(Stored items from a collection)
────────────────

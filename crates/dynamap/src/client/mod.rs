//! Network client contract
//!
//! The mapper never talks to the store directly. Every request goes through
//! a [`NetworkClient`]: an operation name plus DynamoDB JSON request
//! parameters in, a DynamoDB JSON response or a classified
//! [`TransportError`] out.

pub mod blocking;

use serde_json::Value as JsonValue;
use std::fmt;
use std::sync::Arc;

use dynamap_common::TransportError;

/// Store operations issued by the mapper
#[derive(Debug, Clone, Copy, PartialEq, Eq, Hash)]
pub enum Operation {
    PutItem,
    UpdateItem,
    DeleteItem,
    GetItem,
    TransactWriteItems,
    TransactGetItems,
}

impl Operation {
    /// Wire name of the operation (the `X-Amz-Target` action)
    #[must_use]
    pub fn as_str(&self) -> &'static str {
        match self {
            Operation::PutItem => "PutItem",
            Operation::UpdateItem => "UpdateItem",
            Operation::DeleteItem => "DeleteItem",
            Operation::GetItem => "GetItem",
            Operation::TransactWriteItems => "TransactWriteItems",
            Operation::TransactGetItems => "TransactGetItems",
        }
    }
}

impl fmt::Display for Operation {
    fn fmt(&self, f: &mut fmt::Formatter<'_>) -> fmt::Result {
        f.write_str(self.as_str())
    }
}

/// Synchronous request/response client for the backing store.
///
/// Implementations map service faults to [`TransportError`] by error code
/// (see [`TransportError::from_code`], or [`TransportError::from_error_body`]
/// to keep a cancelled transaction's per-intent reasons) so the mapper can
/// tell a failed condition check apart from other failures.
pub trait NetworkClient {
    fn execute(&self, operation: Operation, params: JsonValue) -> Result<JsonValue, TransportError>;
}

impl<C: NetworkClient + ?Sized> NetworkClient for &C {
    fn execute(&self, operation: Operation, params: JsonValue) -> Result<JsonValue, TransportError> {
        (**self).execute(operation, params)
    }
}

impl<C: NetworkClient + ?Sized> NetworkClient for Arc<C> {
    fn execute(&self, operation: Operation, params: JsonValue) -> Result<JsonValue, TransportError> {
        (**self).execute(operation, params)
    }
}

impl<C: NetworkClient + ?Sized> NetworkClient for Box<C> {
    fn execute(&self, operation: Operation, params: JsonValue) -> Result<JsonValue, TransportError> {
        (**self).execute(operation, params)
    }
}

#[cfg(test)]
mod tests {
    use super::*;
    use serde_json::json;

    struct Echo;

    impl NetworkClient for Echo {
        fn execute(&self, operation: Operation, params: JsonValue) -> Result<JsonValue, TransportError> {
            Ok(json!({ "op": operation.as_str(), "params": params }))
        }
    }

    #[test]
    fn test_operation_names() {
        assert_eq!(Operation::PutItem.to_string(), "PutItem");
        assert_eq!(Operation::TransactGetItems.as_str(), "TransactGetItems");
    }

    #[test]
    fn test_forwarding_impls() {
        let shared: Arc<dyn NetworkClient> = Arc::new(Echo);
        let boxed: Box<dyn NetworkClient> = Box::new(Echo);

        let response = shared.execute(Operation::GetItem, json!({})).unwrap();
        assert_eq!(response["op"], "GetItem");
        let response = (&boxed).execute(Operation::DeleteItem, json!({"k": 1})).unwrap();
        assert_eq!(response["params"]["k"], 1);
    }
}
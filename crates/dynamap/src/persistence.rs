//! Item persistence: save, find, update, delete and reload
//!
//! A save decides between three request shapes:
//! - forced saves are unconditional puts of the full attribute set,
//! - new items (or items whose key changed) are puts guarded against
//!   overwriting an existing record,
//! - persisted items send only their dirty non-key attributes as an update.
//!
//! In-memory state changes only after the store confirmed the write.

use serde_json::{Map, Value as JsonValue};
use std::sync::Arc;
use tracing::{debug, instrument};

use dynamap_common::{Error, Result, Value};

use crate::client::{NetworkClient, Operation};
use crate::expression::{build_update_expression, prevent_overwrite_expression, write_placeholders};
use crate::item::Item;
use crate::key::{key_from_pairs, key_values};
use crate::mapper::Mapper;
use crate::model::ModelDescriptor;

/// Raw request parameters passed through to the store unchanged
/// (e.g. `ReturnConsumedCapacity`).
#[derive(Debug, Clone, Default, PartialEq)]
pub struct RequestOptions {
    params: Map<String, JsonValue>,
}

impl RequestOptions {
    #[must_use]
    pub fn new() -> Self {
        Self::default()
    }

    #[must_use]
    pub fn param(mut self, name: impl Into<String>, value: impl Into<JsonValue>) -> Self {
        self.params.insert(name.into(), value.into());
        self
    }

    #[must_use]
    pub fn is_empty(&self) -> bool {
        self.params.is_empty()
    }

    /// Copy the passthrough parameters into a request. A parameter the
    /// mapper already generated cannot be overridden.
    pub(crate) fn apply_to(&self, params: &mut Map<String, JsonValue>) -> Result<()> {
        if let Some(name) = self.params.keys().find(|name| params.contains_key(*name)) {
            return Err(Error::InvalidArgument(format!(
                "Request option {} conflicts with a generated parameter",
                name
            )));
        }
        params.extend(self.params.iter().map(|(k, v)| (k.clone(), v.clone())));
        Ok(())
    }
}

#[derive(Debug, Clone, Default)]
pub struct SaveOptions {
    /// Skip the overwrite guard and put the full item unconditionally
    pub force: bool,
    pub request: RequestOptions,
}

impl SaveOptions {
    #[must_use]
    pub fn forced() -> Self {
        Self {
            force: true,
            ..Self::default()
        }
    }

    #[must_use]
    pub fn with_request(mut self, request: RequestOptions) -> Self {
        self.request = request;
        self
    }
}

/// Lookup of a single item by key
#[derive(Debug, Clone, Default)]
pub struct FindOptions {
    key: Vec<(String, Value)>,
    consistent_read: bool,
    request: RequestOptions,
}

impl FindOptions {
    pub fn new<K: Into<String>>(key: impl IntoIterator<Item = (K, Value)>) -> Self {
        Self {
            key: key.into_iter().map(|(k, v)| (k.into(), v)).collect(),
            ..Self::default()
        }
    }

    #[must_use]
    pub fn consistent_read(mut self, enabled: bool) -> Self {
        self.consistent_read = enabled;
        self
    }

    #[must_use]
    pub fn with_request(mut self, request: RequestOptions) -> Self {
        self.request = request;
        self
    }
}

pub(crate) fn table_param(params: &mut Map<String, JsonValue>, table: String) {
    params.insert("TableName".into(), JsonValue::String(table));
}

fn conditional_write(source: dynamap_common::TransportError) -> Error {
    if source.is_conditional_check_failed() {
        Error::ConditionalWriteFailed { source }
    } else {
        Error::Transport(source)
    }
}

impl<C: NetworkClient> Mapper<C> {
    /// Save an item. Returns `Ok(false)` without any request when the
    /// model's validator rejects the item.
    #[instrument(skip(self, item, options), fields(table = %item.model().table_name()))]
    pub fn save(&self, item: &mut Item, options: &SaveOptions) -> Result<bool> {
        if !item.model().validator().is_valid(item) {
            debug!("Item failed validation, not saved");
            return Ok(false);
        }
        self.persist(item, options)?;
        Ok(true)
    }

    /// Save an item, failing with `ValidationError` when it is invalid
    #[instrument(skip(self, item, options), fields(table = %item.model().table_name()))]
    pub fn save_strict(&self, item: &mut Item, options: &SaveOptions) -> Result<()> {
        let validator = item.model().validator();
        if !validator.is_valid(item) {
            return Err(Error::ValidationError(validator.error_summary(item)));
        }
        self.persist(item, options)
    }

    fn persist(&self, item: &mut Item, options: &SaveOptions) -> Result<()> {
        let key = key_values(item)?;
        let mut params = Map::new();
        table_param(&mut params, self.table_name(item.model()));

        if options.force {
            params.insert("Item".into(), JsonValue::Object(item.wire_item_for_save()?));
            options.request.apply_to(&mut params)?;
            self.dispatch(Operation::PutItem, params)?;
        } else if item.is_new_record() || item.key_dirty() {
            let guard = prevent_overwrite_expression(item.model());
            params.insert("Item".into(), JsonValue::Object(item.wire_item_for_save()?));
            params.insert("ConditionExpression".into(), guard.expression.into());
            write_placeholders(&mut params, guard.names, guard.values);
            options.request.apply_to(&mut params)?;
            self.dispatch(Operation::PutItem, params)
                .map_err(conditional_write)?;
        } else {
            let changes = item.dirty_changes_for_update();
            params.insert("Key".into(), JsonValue::Object(key.to_wire()));
            if let Some(update) = build_update_expression(item.model(), &changes)? {
                params.insert("UpdateExpression".into(), update.expression.into());
                write_placeholders(&mut params, update.names, update.values);
            }
            params.insert("ReturnValues".into(), "ALL_NEW".into());
            options.request.apply_to(&mut params)?;

            let response = self.dispatch(Operation::UpdateItem, params)?;
            if let Some(attributes) = response.get("Attributes").and_then(JsonValue::as_object) {
                // The update is committed; undecodable attributes only skip the merge
                match item.extract_returned(attributes) {
                    Ok(returned) => item.apply_extracted(returned),
                    Err(err) => debug!(error = %err, "Returned attributes not merged"),
                }
            }
            item.mark_updated();
            return Ok(());
        }

        item.mark_persisted();
        Ok(())
    }

    /// Assign attributes, then [`save`](Self::save)
    pub fn update<K: AsRef<str>>(
        &self,
        item: &mut Item,
        pairs: impl IntoIterator<Item = (K, Value)>,
        options: &SaveOptions,
    ) -> Result<bool> {
        item.assign_attributes(pairs)?;
        self.save(item, options)
    }

    /// Assign attributes, then [`save_strict`](Self::save_strict)
    pub fn update_strict<K: AsRef<str>>(
        &self,
        item: &mut Item,
        pairs: impl IntoIterator<Item = (K, Value)>,
        options: &SaveOptions,
    ) -> Result<()> {
        item.assign_attributes(pairs)?;
        self.save_strict(item, options)
    }

    /// Update a stored item without loading it first.
    ///
    /// Key attributes are taken from `pairs`; every other pair is set, or
    /// removed when its value serializes to nothing. Returns the item as
    /// stored after the update.
    #[instrument(skip(self, model, pairs, options), fields(table = %model.table_name()))]
    pub fn update_item<K: AsRef<str>>(
        &self,
        model: &Arc<ModelDescriptor>,
        pairs: &[(K, Value)],
        options: &RequestOptions,
    ) -> Result<Option<Item>> {
        let key = key_from_pairs(model, pairs)?;
        let mut changes = Vec::new();
        for (name, value) in pairs {
            let def = model.attribute_for(name.as_ref())?;
            if !model.is_key(def.name()) {
                changes.push((def.name().to_string(), def.type_cast(value.clone())?));
            }
        }

        let mut params = Map::new();
        table_param(&mut params, self.table_name(model));
        params.insert("Key".into(), JsonValue::Object(key.to_wire()));
        if let Some(update) = build_update_expression(model, &changes)? {
            params.insert("UpdateExpression".into(), update.expression.into());
            write_placeholders(&mut params, update.names, update.values);
        }
        params.insert("ReturnValues".into(), "ALL_NEW".into());
        options.apply_to(&mut params)?;

        let response = self.dispatch(Operation::UpdateItem, params)?;
        response
            .get("Attributes")
            .and_then(JsonValue::as_object)
            .map(|attributes| Item::from_wire_item(model, attributes))
            .transpose()
    }

    /// Delete an item by key and mark it destroyed
    #[instrument(skip(self, item, options), fields(table = %item.model().table_name()))]
    pub fn delete(&self, item: &mut Item, options: &RequestOptions) -> Result<()> {
        let key = key_values(item)?;
        let mut params = Map::new();
        table_param(&mut params, self.table_name(item.model()));
        params.insert("Key".into(), JsonValue::Object(key.to_wire()));
        options.apply_to(&mut params)?;

        self.dispatch(Operation::DeleteItem, params)?;
        item.mark_destroyed();
        Ok(())
    }

    /// Fetch an item by key; `None` when the store has no such item
    pub fn find<K: AsRef<str>>(
        &self,
        model: &Arc<ModelDescriptor>,
        key: &[(K, Value)],
    ) -> Result<Option<Item>> {
        let options = FindOptions::new(
            key.iter()
                .map(|(name, value)| (name.as_ref().to_string(), value.clone())),
        );
        self.find_with_opts(model, &options)
    }

    #[instrument(skip(self, model, options), fields(table = %model.table_name()))]
    pub fn find_with_opts(
        &self,
        model: &Arc<ModelDescriptor>,
        options: &FindOptions,
    ) -> Result<Option<Item>> {
        let key = key_from_pairs(model, &options.key)?;
        let mut params = Map::new();
        table_param(&mut params, self.table_name(model));
        params.insert("Key".into(), JsonValue::Object(key.to_wire()));
        if options.consistent_read {
            params.insert("ConsistentRead".into(), JsonValue::Bool(true));
        }
        options.request.apply_to(&mut params)?;

        let response = self.dispatch(Operation::GetItem, params)?;
        response
            .get("Item")
            .and_then(JsonValue::as_object)
            .map(|wire| Item::from_wire_item(model, wire))
            .transpose()
    }

    /// Re-read an item from the store, discarding unsaved changes
    #[instrument(skip(self, item), fields(table = %item.model().table_name()))]
    pub fn reload(&self, item: &mut Item) -> Result<()> {
        let key = key_values(item)?;
        let table = self.table_name(item.model());
        let mut params = Map::new();
        table_param(&mut params, table.clone());
        params.insert("Key".into(), key.clone().into());
        params.insert("ConsistentRead".into(), JsonValue::Bool(true));

        let response = self.dispatch(Operation::GetItem, params)?;
        match response.get("Item").and_then(JsonValue::as_object) {
            Some(wire) => {
                *item = Item::from_wire_item(item.model(), wire)?;
                Ok(())
            }
            None => Err(Error::NotFound(format!(
                "{} with key {}",
                table,
                JsonValue::from(key)
            ))),
        }
    }
}

#[cfg(test)]
mod tests {
    use super::*;
    use serde_json::json;

    #[test]
    fn test_request_options_passthrough() {
        let options = RequestOptions::new().param("ReturnConsumedCapacity", "TOTAL");
        let mut params = Map::new();
        params.insert("TableName".into(), json!("t"));

        options.apply_to(&mut params).unwrap();
        assert_eq!(params["ReturnConsumedCapacity"], "TOTAL");
        assert_eq!(params["TableName"], "t");
    }

    #[test]
    fn test_request_options_cannot_override_generated() {
        let options = RequestOptions::new().param("TableName", "other");
        let mut params = Map::new();
        params.insert("TableName".into(), json!("t"));

        let err = options.apply_to(&mut params).unwrap_err();
        assert!(matches!(err, Error::InvalidArgument(msg) if msg.contains("TableName")));
        assert_eq!(params["TableName"], "t");
    }

    #[test]
    fn test_conditional_write_mapping() {
        use dynamap_common::TransportError;

        let err = conditional_write(TransportError::from_code(
            "ConditionalCheckFailedException",
            "failed",
        ));
        assert!(matches!(err, Error::ConditionalWriteFailed { .. }));

        let err = conditional_write(TransportError::Network("reset".into()));
        assert!(matches!(err, Error::Transport(TransportError::Network(_))));
    }
}
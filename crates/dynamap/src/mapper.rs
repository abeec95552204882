//! The mapper: entry point for every store operation
//!
//! Item persistence lives in [`crate::persistence`], transactional requests
//! in [`crate::transaction`]; both are `impl` blocks on [`Mapper`].

use serde_json::{Map, Value as JsonValue};
use tracing::debug;

use dynamap_common::{Config, Result, TransportError};

use crate::client::{NetworkClient, Operation};
use crate::item::Item;
use crate::key::{self, KeyTuple};
use crate::model::ModelDescriptor;

/// Issues store requests for items through a [`NetworkClient`].
#[derive(Debug)]
pub struct Mapper<C> {
    client: C,
    config: Config,
}

impl<C: NetworkClient> Mapper<C> {
    pub fn new(client: C) -> Self {
        Self::with_config(client, Config::default())
    }

    pub fn with_config(client: C, config: Config) -> Self {
        Self { client, config }
    }

    pub fn client(&self) -> &C {
        &self.client
    }

    pub fn config(&self) -> &Config {
        &self.config
    }

    /// Physical table name of a model, configured prefix applied
    #[must_use]
    pub fn table_name(&self, model: &ModelDescriptor) -> String {
        self.config.table_name(model.table_name())
    }

    /// Resolve the full key of an item
    pub fn key_values(&self, item: &Item) -> Result<KeyTuple> {
        key::key_values(item)
    }

    pub(crate) fn dispatch(
        &self,
        operation: Operation,
        params: Map<String, JsonValue>,
    ) -> std::result::Result<JsonValue, TransportError> {
        debug!(
            operation = %operation,
            table = params.get("TableName").and_then(JsonValue::as_str).unwrap_or("-"),
            "Dispatching request"
        );
        self.client.execute(operation, JsonValue::Object(params))
    }
}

────────────────

Copy every line of the records above, starting with the first, up to and including the line containing "by error code".

**Answer to this task**
filename crates/dynamap/src/client/mod.rs
//! Network client contract
//!
//! The mapper never talks to the store directly. Every request goes through
//! a [`NetworkClient`]: an operation name plus DynamoDB JSON request
//! parameters in, a DynamoDB JSON response or a classified
//! [`TransportError`] out.

pub mod blocking;

use serde_json::Value as JsonValue;
use std::fmt;
use std::sync::Arc;

use dynamap_common::TransportError;

/// Store operations issued by the mapper
#[derive(Debug, Clone, Copy, PartialEq, Eq, Hash)]
pub enum Operation {
    PutItem,
    UpdateItem,
    DeleteItem,
    GetItem,
    TransactWriteItems,
    TransactGetItems,
}

impl Operation {
    /// Wire name of the operation (the `X-Amz-Target` action)
    #[must_use]
    pub fn as_str(&self) -> &'static str {
        match self {
            Operation::PutItem => "PutItem",
            Operation::UpdateItem => "UpdateItem",
            Operation::DeleteItem => "DeleteItem",
            Operation::GetItem => "GetItem",
            Operation::TransactWriteItems => "TransactWriteItems",
            Operation::TransactGetItems => "TransactGetItems",
        }
    }
}

impl fmt::Display for Operation {
    fn fmt(&self, f: &mut fmt::Formatter<'_>) -> fmt::Result {
        f.write_str(self.as_str())
    }
}

/// Synchronous request/response client for the backing store.
///
/// Implementations map service faults to [`TransportError`] by error code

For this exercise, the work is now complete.